Exercise directions → Return exactly the span of lines in the following data that opens with the line containing "pub(crate) fn mark_gap(&mut" and closes with the line containing "pub(crate) fn fetch_add_head(&mut". Include nothing else.

** Material for this exercise follows **

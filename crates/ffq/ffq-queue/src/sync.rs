//! Critical sections over the whole queue region.
//!
//! The region carries a single reader/writer lock word in its header, so one
//! lock guards every field: an exclusive section on one cell also blocks
//! readers of unrelated cells and of the cursors. Because the word lives in
//! the mapping itself, the same lock works for threads and for processes that
//! mapped the same file.
//!
//! # Lock word
//!
//! ```text
//!  bit 63        bit 62              bits 0..62
//! ┌────────┬────────────────┬─────────────────────┐
//! │ WRITER │ WRITER_WAITING │ reader count        │
//! └────────┴────────────────┴─────────────────────┘
//! ```
//!
//! A waiting writer sets `WRITER_WAITING`, which stops new readers from
//! entering, and takes the lock once the reader count drains to zero.
//!
//! # Flush
//!
//! Writes made inside an exclusive section are followed by an explicit
//! [`flush`] before the section is released. With [`SyncStrategy::Baseline`]
//! every write is flushed on its own; with [`SyncStrategy::Batched`] the
//! section's writes are flushed once, on `flush()` or at the latest on drop.
//!
//! [`SyncStrategy::Baseline`]: crate::SyncStrategy::Baseline
//! [`SyncStrategy::Batched`]: crate::SyncStrategy::Batched

use crate::error::QueueError;
use crate::layout::{EMPTY, QueueStatus};
use crate::region::Region;
use crossbeam_utils::Backoff as Spin;
use std::mem::MaybeUninit;
use std::sync::atomic::{AtomicU64, Ordering, fence};
use std::time::{Duration, Instant};

const WRITER: u64 = 1 << 63;
const WRITER_WAITING: u64 = 1 << 62;
const READERS: u64 = WRITER_WAITING - 1;

/// Makes every write issued so far visible to all other participants.
#[inline(always)]
pub(crate) fn flush() {
    fence(Ordering::SeqCst);
}

fn acquire_exclusive(word: &AtomicU64, timeout: Duration) -> Result<(), QueueError> {
    let spin = Spin::new();
    let mut deadline = None;
    loop {
        let s = word.load(Ordering::Relaxed);
        if s & (WRITER | READERS) == 0 {
            if word
                .compare_exchange_weak(s, WRITER, Ordering::Acquire, Ordering::Relaxed)
                .is_ok()
            {
                return Ok(());
            }
        } else if s & WRITER_WAITING == 0 {
            word.fetch_or(WRITER_WAITING, Ordering::Relaxed);
        }
        if let Err(e) = wait_for_lock(&spin, &mut deadline, timeout) {
            // Writers still waiting raise the bit again on their next pass.
            word.fetch_and(!WRITER_WAITING, Ordering::Relaxed);
            return Err(e);
        }
    }
}

fn acquire_shared(word: &AtomicU64, timeout: Duration) -> Result<(), QueueError> {
    let spin = Spin::new();
    let mut deadline = None;
    loop {
        let s = word.load(Ordering::Relaxed);
        if s & (WRITER | WRITER_WAITING) == 0
            && s & READERS < READERS
            && word
                .compare_exchange_weak(s, s + 1, Ordering::Acquire, Ordering::Relaxed)
                .is_ok()
        {
            return Ok(());
        }
        wait_for_lock(&spin, &mut deadline, timeout)?;
    }
}

/// Spins, then yields; the clock is only consulted once spinning is over.
#[inline]
fn wait_for_lock(
    spin: &Spin,
    deadline: &mut Option<Instant>,
    timeout: Duration,
) -> Result<(), QueueError> {
    if spin.is_completed() {
        let now = Instant::now();
        let deadline = *deadline.get_or_insert(now + timeout);
        if now >= deadline {
            tracing::error!(?timeout, "region lock unavailable");
            return Err(QueueError::LockUnavailable(timeout));
        }
    }
    spin.snooze();
    Ok(())
}

/// What a consumer learns from one look at its cell.
#[derive(Debug, Clone, Copy)]
pub(crate) struct CellView<T> {
    pub tag: i64,
    pub gap: i64,
    /// The payload, present only when `tag` equals the sequence number asked for.
    pub item: Option<T>,
}

/// Concurrent read access to the region.
pub(crate) struct SharedSection<'a, T: Copy> {
    region: &'a Region<T>,
}

impl<'a, T: Copy> SharedSection<'a, T> {
    pub(crate) fn enter(region: &'a Region<T>, timeout: Duration) -> Result<Self, QueueError> {
        acquire_shared(&region.header().lock, timeout)?;
        Ok(Self { region })
    }

    /// Reads tag, gap mark and, if it is the one asked for, the payload of cell `idx`.
    pub(crate) fn view(&self, idx: usize, seq: i64) -> CellView<T> {
        let cell = self.region.cell(idx);
        let tag = cell.sequence_tag.load(Ordering::Relaxed);
        let gap = cell.gap_mark.load(Ordering::Relaxed);
        let item = if tag == seq && tag != EMPTY {
            // SAFETY: a non-empty tag is only ever published after the payload
            // it advertises, and the producer does not touch an occupied cell.
            Some(unsafe { (*cell.payload.get()).assume_init() })
        } else {
            None
        };
        CellView { tag, gap, item }
    }

    pub(crate) fn capacity(&self) -> usize {
        self.region.header().capacity as usize
    }

    pub(crate) fn status(&self) -> QueueStatus {
        let h = self.region.header();
        QueueStatus {
            head: h.head.load(Ordering::Relaxed),
            tail: h.tail.load(Ordering::Relaxed),
            completed: h.completed.load(Ordering::Relaxed),
            gaps: h.gaps.load(Ordering::Relaxed),
        }
    }
}

impl<T: Copy> Drop for SharedSection<'_, T> {
    fn drop(&mut self) {
        self.region.header().lock.fetch_sub(1, Ordering::Release);
    }
}

/// Sole access to the region.
pub(crate) struct ExclusiveSection<'a, T: Copy> {
    region: &'a Region<T>,
    flush_each_write: bool,
    dirty: bool,
}

impl<'a, T: Copy> ExclusiveSection<'a, T> {
    pub(crate) fn enter(
        region: &'a Region<T>,
        timeout: Duration,
        flush_each_write: bool,
    ) -> Result<Self, QueueError> {
        acquire_exclusive(&region.header().lock, timeout)?;
        Ok(Self {
            region,
            flush_each_write,
            dirty: false,
        })
    }

    #[inline(always)]
    fn wrote(&mut self) {
        if self.flush_each_write {
            flush();
        } else {
            self.dirty = true;
        }
    }

    pub(crate) fn flush(&mut self) {
        flush();
        self.dirty = false;
    }

    pub(crate) fn tag(&self, idx: usize) -> i64 {
        self.region.cell(idx).sequence_tag.load(Ordering::Relaxed)
    }

    /// Writes the payload, makes it visible, and only then advertises it
    /// under `seq`. The payload flush happens regardless of strategy.
    pub(crate) fn deposit(&mut self, idx: usize, seq: i64, item: T) {
        let cell = self.region.cell(idx);
        debug_assert_eq!(cell.sequence_tag.load(Ordering::Relaxed), EMPTY);
        // SAFETY: we hold the exclusive section and the cell is empty, so no
        // one else reads or writes this payload.
        unsafe { cell.payload.get().write(MaybeUninit::new(item)) };
        flush();
        cell.sequence_tag.store(seq, Ordering::Relaxed);
        self.wrote();
    }

    /// Records that `seq` was abandoned at cell `idx`.
    pub(crate) fn mark_gap(&mut self, idx: usize, seq: i64) {
        let previous = self.region.cell(idx).gap_mark.fetch_max(seq, Ordering::Relaxed);
        debug_assert!(previous <= seq, "gap marks only grow");
        self.region.header().gaps.fetch_add(1, Ordering::Relaxed);
        self.wrote();
    }

    pub(crate) fn set_tail(&mut self, tail: i64) {
        self.region.header().tail.store(tail, Ordering::Relaxed);
        self.wrote();
    }

    /// Empties cell `idx` and counts one completed dequeue.
    pub(crate) fn release(&mut self, idx: usize) {
        self.region
            .cell(idx)
            .sequence_tag
            .store(EMPTY, Ordering::Relaxed);
        self.wrote();
        self.region.header().completed.fetch_add(1, Ordering::Relaxed);
        self.wrote();
    }

    /// Returns the current head and advances it by one.
    pub(crate) fn fetch_add_head(&mut self) -> i64 {
        let r = self.region.header().head.fetch_add(1, Ordering::Relaxed);
        self.wrote();
        r
    }
}

impl<T: Copy> Drop for ExclusiveSection<'_, T> {
    fn drop(&mut self) {
        if self.dirty {
            flush();
        }
        self.region
            .header()
            .lock
            .fetch_and(!WRITER, Ordering::Release);
    }
}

** End of Material for this exercise **

Solution to this exercise →
    pub(crate) fn mark_gap(&mut self, idx: usize, seq: i64) {
        let previous = self.region.cell(idx).gap_mark.fetch_max(seq, Ordering::Relaxed);
        debug_assert!(previous <= seq, "gap marks only grow");
        self.region.header().gaps.fetch_add(1, Ordering::Relaxed);
        self.wrote();
    }

    pub(crate) fn set_tail(&mut self, tail: i64) {
        self.region.header().tail.store(tail, Ordering::Relaxed);
        self.wrote();
    }

    /// Empties cell `idx` and counts one completed dequeue.
    pub(crate) fn release(&mut self, idx: usize) {
        self.region
            .cell(idx)
            .sequence_tag
            .store(EMPTY, Ordering::Relaxed);
        self.wrote();
        self.region.header().completed.fetch_add(1, Ordering::Relaxed);
        self.wrote();
    }

    /// Returns the current head and advances it by one.
    pub(crate) fn fetch_add_head(&mut self) -> i64 {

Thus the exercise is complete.